- WHAT THE EXERCISE ASKS
Here are some entries; quote each one exactly.

—————

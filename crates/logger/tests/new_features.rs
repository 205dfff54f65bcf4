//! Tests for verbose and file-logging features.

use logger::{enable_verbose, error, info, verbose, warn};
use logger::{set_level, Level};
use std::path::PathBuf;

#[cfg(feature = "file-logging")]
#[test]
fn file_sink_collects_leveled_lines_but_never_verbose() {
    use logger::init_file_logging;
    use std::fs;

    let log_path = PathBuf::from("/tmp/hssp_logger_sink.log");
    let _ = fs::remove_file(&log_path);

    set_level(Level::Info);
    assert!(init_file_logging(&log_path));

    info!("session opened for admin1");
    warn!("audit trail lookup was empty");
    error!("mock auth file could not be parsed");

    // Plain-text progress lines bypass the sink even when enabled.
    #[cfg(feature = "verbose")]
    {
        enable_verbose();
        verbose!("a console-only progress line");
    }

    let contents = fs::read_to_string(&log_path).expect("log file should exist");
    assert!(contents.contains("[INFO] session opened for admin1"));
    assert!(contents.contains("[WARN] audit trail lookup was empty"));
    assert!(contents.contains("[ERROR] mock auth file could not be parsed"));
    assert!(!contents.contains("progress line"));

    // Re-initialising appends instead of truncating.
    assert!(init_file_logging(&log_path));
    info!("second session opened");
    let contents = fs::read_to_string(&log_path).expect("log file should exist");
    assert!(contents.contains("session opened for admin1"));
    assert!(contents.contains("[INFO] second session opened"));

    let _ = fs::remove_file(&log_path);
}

—————

- SOLUTION TO THIS PROBLEM
filename crates/logger/tests/new_features.rs
repository 205dfff54f65bcf4
//! Tests for verbose and file-logging features.

use logger::{enable_verbose, error, info, verbose, warn};
use logger::{set_level, Level};
use std::path::PathBuf;

#[cfg(feature = "file-logging")]
#[test]
fn file_sink_collects_leveled_lines_but_never_verbose() {
    use logger::init_file_logging;
    use std::fs;

    let log_path = PathBuf::from("/tmp/hssp_logger_sink.log");
    let _ = fs::remove_file(&log_path);

    set_level(Level::Info);
    assert!(init_file_logging(&log_path));

    info!("session opened for admin1");
    warn!("audit trail lookup was empty");
    error!("mock auth file could not be parsed");

    // Plain-text progress lines bypass the sink even when enabled.
    #[cfg(feature = "verbose")]
    {
        enable_verbose();
        verbose!("a console-only progress line");
    }

    let contents = fs::read_to_string(&log_path).expect("log file should exist");
    assert!(contents.contains("[INFO] session opened for admin1"));
    assert!(contents.contains("[WARN] audit trail lookup was empty"));
    assert!(contents.contains("[ERROR] mock auth file could not be parsed"));
    assert!(!contents.contains("progress line"));

    // Re-initialising appends instead of truncating.
    assert!(init_file_logging(&log_path));
    info!("second session opened");
    let contents = fs::read_to_string(&log_path).expect("log file should exist");
    assert!(contents.contains("session opened for admin1"));
    assert!(contents.contains("[INFO] second session opened"));

    let _ = fs::remove_file(&log_path);
}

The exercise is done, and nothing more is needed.